Parr Jeremy R, De Jonge Maretha V, Wallace Simon, Pickles Andrew, Rutter Michael L, Le Couteur Ann S, van Engeland Herman, Wittemeyer Kerstin, McConachie Helen, Roge Bernadette, Mantoulan Carine, Pedersen Lennart, Isager Torben, Poustka Fritz, Bolte Sven, Bolton Patrick, Weisblatt Emma, Green Jonathan, Papanikolaou Katerina, Baird Gillian, Bailey Anthony J
From University of Oxford Department of Psychiatry, UK.
Institutes of Neuroscience, and Health and Society, Newcastle University, UK.
Autism Res. 2015 Oct;8(5):522-33. doi: 10.1002/aur.1466. Epub 2015 May 10.

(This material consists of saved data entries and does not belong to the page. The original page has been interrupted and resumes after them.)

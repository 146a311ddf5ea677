use serde::{Deserialize, Serialize};
use std::env;
use std::path::{Path, PathBuf};

const CONFIG_ENV: &str = "HEALTH_COMPANION_CONFIG";
const DEFAULT_CONFIG_PATH: &str = "config/backend.yaml";

#[derive(Debug, thiserror::Error)]
pub enum ConfigError {
    #[error("Failed to read config file {path}: {source}")]
    Read {
        path: PathBuf,
        source: std::io::Error,
    },
    #[error("Failed to parse config file {path}: {source}")]
    Parse {
        path: PathBuf,
        source: serde_yaml::Error,
    },
    #[error("Invalid value for {name}: {value}")]
    InvalidEnv { name: &'static str, value: String },
}

#[derive(Debug, Clone, Default, PartialEq, Serialize, Deserialize)]
#[serde(default)]
pub struct AppConfig {
    pub server: ServerConfig,
    pub classifier: ClassifierConfig,
}

#[derive(Debug, Clone, PartialEq, Serialize, Deserialize)]
#[serde(default)]
pub struct ServerConfig {
    pub host: String,
    pub port: u16,
    pub max_upload_bytes: usize,
    pub cors_max_age: usize,
}

impl Default for ServerConfig {
    fn default() -> Self {
        Self {
            host: "127.0.0.1".to_string(),
            port: 5000,
            max_upload_bytes: 16 * 1024 * 1024,
            cors_max_age: 3600,
        }
    }
}

#[derive(Debug, Clone, PartialEq, Serialize, Deserialize)]
#[serde(default)]
pub struct ClassifierConfig {
    /// TorchScript export of MobileNetV2 with ImageNet weights.
    pub model_path: PathBuf,
    pub use_cuda: bool,
}

impl Default for ClassifierConfig {
    fn default() -> Self {
        Self {
            model_path: PathBuf::from("models/mobilenet_v2.pt"),
            use_cuda: true,
        }
    }
}

impl AppConfig {
    /// Reads the YAML file named by `HEALTH_COMPANION_CONFIG` (or the default
    /// path), then applies `HOST` / `PORT` from the environment.
    pub fn load() -> Result<Self, ConfigError> {
        let path = env::var(CONFIG_ENV)
            .map(PathBuf::from)
            .unwrap_or_else(|_| PathBuf::from(DEFAULT_CONFIG_PATH));

        let mut config = Self::from_file(&path)?;
        config.apply_overrides(env::var("HOST").ok(), env::var("PORT").ok())?;
        Ok(config)
    }

    pub fn from_file(path: &Path) -> Result<Self, ConfigError> {
        if !path.exists() {
            log::info!("No config file at {}, using defaults", path.display());
            return Ok(Self::default());
        }

        let raw = std::fs::read_to_string(path).map_err(|source| ConfigError::Read {
            path: path.to_path_buf(),
            source,
        })?;
        let config = Self::from_yaml(&raw).map_err(|source| ConfigError::Parse {
            path: path.to_path_buf(),
            source,
        })?;
        log::info!("Loaded config from {}", path.display());
        Ok(config)
    }

    pub fn from_yaml(raw: &str) -> Result<Self, serde_yaml::Error> {
        if raw.trim().is_empty() {
            return Ok(Self::default());
        }
        serde_yaml::from_str(raw)
    }

    fn apply_overrides(
        &mut self,
        host: Option<String>,
        port: Option<String>,
    ) -> Result<(), ConfigError> {
        if let Some(host) = host.filter(|h| !h.is_empty()) {
            self.server.host = host;
        }
        if let Some(port) = port {
            self.server.port = port
                .parse()
                .map_err(|_| ConfigError::InvalidEnv { name: "PORT", value: port })?;
        }
        Ok(())
    }

    pub fn bind_address(&self) -> String {
        format!("{}:{}", self.server.host, self.server.port)
    }
}
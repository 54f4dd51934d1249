//! Integration tests for chunked feeding.
//!
//! Feeding a document in pieces through `tokenize_part` and finishing with
//! `tokenize_eof` must produce the same tokens, with the same spans, as
//! tokenizing it at once. Property tests check this for generated documents
//! split at every possible point, and check that plain text always becomes a
//! single text run.

#![allow(
    clippy::redundant_closure_for_method_calls,
    reason = "Proptest macros generate code with these patterns"
)]

use curly_html::{Token, TokenKind, Tokenizer, TokenizerOptions};
use pretty_assertions::assert_eq;
use proptest::prelude::*;

fn options() -> TokenizerOptions {
    TokenizerOptions::default().with_locations(true)
}

fn chars(text: &str) -> TokenKind {
    TokenKind::Chars { text: text.into() }
}

fn kinds(tokens: &[Token]) -> Vec<TokenKind> {
    tokens.iter().map(|token| token.kind.clone()).collect()
}

/// Feed `chunks` one after another, then signal end of input.
fn tokenize_chunks(chunks: &[&str]) -> Vec<Token> {
    let mut tokenizer = Tokenizer::new(options());
    let mut tokens = Vec::new();
    for chunk in chunks {
        tokens.extend(tokenizer.tokenize_part(chunk).expect("chunk should tokenize"));
    }
    tokens.extend(tokenizer.tokenize_eof());
    tokens
}

fn tokenize_whole(input: &str) -> Vec<Token> {
    Tokenizer::new(options())
        .tokenize(input)
        .expect("input should tokenize")
}

#[test]
fn test_part_returns_only_completed_tokens() {
    let mut tokenizer = Tokenizer::default();

    let first = tokenizer.tokenize_part("Hello <di").expect("chunk should tokenize");
    assert_eq!(kinds(&first), [chars("Hello ")]);

    let second = tokenizer.tokenize_part("v>wor").expect("chunk should tokenize");
    assert_eq!(
        kinds(&second),
        [TokenKind::StartTag {
            name: "div".into(),
            attributes: vec![],
            self_closing: false,
        }]
    );

    let third = tokenizer.tokenize_part("ld").expect("chunk should tokenize");
    assert!(third.is_empty());

    let last = tokenizer.tokenize_eof().expect("pending text should be flushed");
    assert_eq!(last.kind, chars("world"));
    assert!(tokenizer.tokenize_eof().is_none());
}

#[test]
fn test_expression_open_split_across_chunks() {
    let tokens = tokenize_chunks(&["a{", "{b}}c"]);
    assert_eq!(tokens, tokenize_whole("a{{b}}c"));
    assert_eq!(tokens.len(), 3);
}

#[test]
fn test_expression_open_split_at_start() {
    assert_eq!(tokenize_chunks(&["{", "{b}}"]), tokenize_whole("{{b}}"));
    assert_eq!(tokenize_chunks(&["{", " b"]), tokenize_whole("{ b"));
}

#[test]
fn test_expression_close_split_across_chunks() {
    let mut tokenizer = Tokenizer::default();
    assert!(tokenizer.tokenize_part("{{a}").expect("chunk should tokenize").is_empty());
    let tokens = tokenizer.tokenize_part("}").expect("chunk should tokenize");
    assert_eq!(
        kinds(&tokens),
        [TokenKind::StartExpression {
            name: "a".into(),
            attributes: vec![],
            is_block: false,
        }]
    );
}

#[test]
fn test_comment_open_split_across_chunks() {
    assert_eq!(
        tokenize_chunks(&["<!-", "- x -->"]),
        tokenize_whole("<!-- x -->")
    );
}

#[test]
fn test_trailing_brace_is_flushed_as_text() {
    let tokens = tokenize_chunks(&["x{"]);
    assert_eq!(kinds(&tokens), [chars("x{")]);
    assert_eq!(kinds(&tokenize_chunks(&["{"])), [chars("{")]);
}

#[test]
fn test_carriage_return_line_feed_split_across_chunks() {
    assert_eq!(tokenize_chunks(&["a\r", "\nb"]), tokenize_whole("a\r\nb"));
    assert_eq!(tokenize_chunks(&["a\r", "", "\nb"]), tokenize_whole("a\r\nb"));
    assert_eq!(tokenize_chunks(&["a\r", "\r", "\nb"]), tokenize_whole("a\r\r\nb"));
}

#[test]
fn test_reference_split_across_chunks_stays_literal() {
    assert_eq!(kinds(&tokenize_chunks(&["&am", "p;"])), [chars("&amp;")]);
    assert_eq!(kinds(&tokenize_chunks(&["&amp", ";"])), [chars("&amp;")]);
}

#[test]
fn test_tokenize_discards_earlier_parts() {
    let mut tokenizer = Tokenizer::default();
    let _ = tokenizer.tokenize_part("<div id=").expect("chunk should tokenize");
    let tokens = tokenizer.tokenize("text").expect("input should tokenize");
    assert_eq!(kinds(&tokens), [chars("text")]);
}

#[test]
fn test_error_in_part_starts_a_new_document() {
    let mut tokenizer = Tokenizer::new(options());
    let _ = tokenizer.tokenize_part("<p>").expect("chunk should tokenize");
    assert!(tokenizer.tokenize_part("{{a}b").is_err());

    let tokens = tokenizer.tokenize_part("<i>").expect("chunk should tokenize");
    assert_eq!(tokens, tokenize_whole("<i>"));
}

// -- Property tests --

/// Fragments that concatenate into well-formed documents.
fn fragment_strategy() -> impl Strategy<Value = &'static str> {
    prop::sample::select(vec![
        "<div>",
        "</div>",
        "<img src=\"x.png\" />",
        "<input disabled>",
        "<a href=foo title='t'>",
        "text",
        " ",
        "\n",
        "\r\n",
        "{ brace",
        "}",
        "{{exp}}",
        "{{exp a=b \"lit\" c='d'}}",
        "{{#each items}}",
        "{{/each}}",
        "<!-- c - d -- e -->",
        "<!---->",
    ])
}

fn document_strategy() -> impl Strategy<Value = String> {
    prop::collection::vec(fragment_strategy(), 0..16).prop_map(|fragments| fragments.concat())
}

proptest! {
    #[test]
    fn prop_plain_text_is_one_chars_token(text in "[a-zA-Z0-9 .,!?;:}>/\"'=\n\t-]{1,64}") {
        let tokens = tokenize_whole(&text);
        prop_assert_eq!(tokens.len(), 1);
        prop_assert_eq!(&tokens[0].kind, &chars(&text));
    }

    #[test]
    fn prop_split_feeding_matches_single_feed(
        document in document_strategy(),
        split in any::<prop::sample::Index>(),
    ) {
        // Fragments are ASCII, so every byte offset is a char boundary.
        let at = split.index(document.len() + 1);
        let (head, tail) = document.split_at(at);
        prop_assert_eq!(tokenize_chunks(&[head, tail]), tokenize_whole(&document));
    }

    #[test]
    fn prop_character_at_a_time_matches_single_feed(document in document_strategy()) {
        let pieces: Vec<String> = document.chars().map(String::from).collect();
        let chunks: Vec<&str> = pieces.iter().map(String::as_str).collect();
        prop_assert_eq!(tokenize_chunks(&chunks), tokenize_whole(&document));
    }

    #[test]
    fn prop_arbitrary_input_never_panics(input in any::<String>()) {
        let _ = curly_html::tokenize(&input, TokenizerOptions::default());
    }
}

Clinical genetic studies confirm the broader autism phenotype (BAP) in some relatives of individuals with autism, but there are few standardized assessment measures. We developed three BAP measures (informant interview, self-report interview, and impression of interviewee observational scale) and describe the development strategy and findings from the interviews. International Molecular Genetic Study of Autism Consortium data were collected from families containing at least two individuals with autism. Comparison of the informant and self-report interviews was restricted to samples in which the interviews were undertaken by different researchers from that site (251 UK informants, 119 from the Netherlands). Researchers produced vignettes that were rated blind by others. Retest reliability was assessed in 45 participants. Agreement between live scoring and vignette ratings was very high. Retest stability for the interviews was high. Factor analysis indicated a first factor comprising social-communication items and rigidity (but not other repetitive domain items), and a second factor comprised mainly of reading and spelling impairments. Whole scale Cronbach's alphas were high for both interviews. The correlation between interviews for factor 1 was moderate (adult items 0.50; childhood items 0.43); Kappa values for between-interview agreement on individual items were mainly low. The correlations between individual items and total score were moderate. The inclusion of several factor 2 items lowered the overall Cronbach's alpha for the total set. Both interview measures showed good reliability and substantial stability over time, but the findings were better for factor 1 than factor 2. We recommend factor 1 scores be used for characterising the BAP.
临床遗传学研究证实,自闭症患者的一些亲属存在更广泛的自闭症表型(BAP),但标准化评估措施较少。我们开发了三种BAP测量方法(信息提供者访谈、自我报告访谈和受访者印象观察量表),并描述了访谈的开发策略和结果。国际自闭症分子遗传学研究联盟的数据收集自至少有两名自闭症患者的家庭。信息提供者访谈和自我报告访谈的比较仅限于由该研究地点的不同研究人员进行访谈的样本(251名英国信息提供者,119名来自荷兰)。研究人员编写了一些短文,由其他人进行盲评。在45名参与者中评估了重测信度。现场评分与短文评分之间的一致性非常高。访谈的重测稳定性很高。因子分析表明,第一个因子包括社会沟通项目和刻板性(但不包括其他重复领域项目),第二个因子主要由阅读和拼写障碍组成。两种访谈的总量表克朗巴哈系数都很高。因子1的访谈之间的相关性中等(成人项目为0.50;儿童项目为0.43);单个项目的访谈间一致性的卡帕值主要较低。单个项目与总分之间的相关性中等。纳入几个因子2项目降低了整个数据集的总体克朗巴哈系数。两种访谈方法都显示出良好的信度和随时间的显著稳定性,但因子1的结果比因子2更好。我们建议使用因子1得分来表征BAP。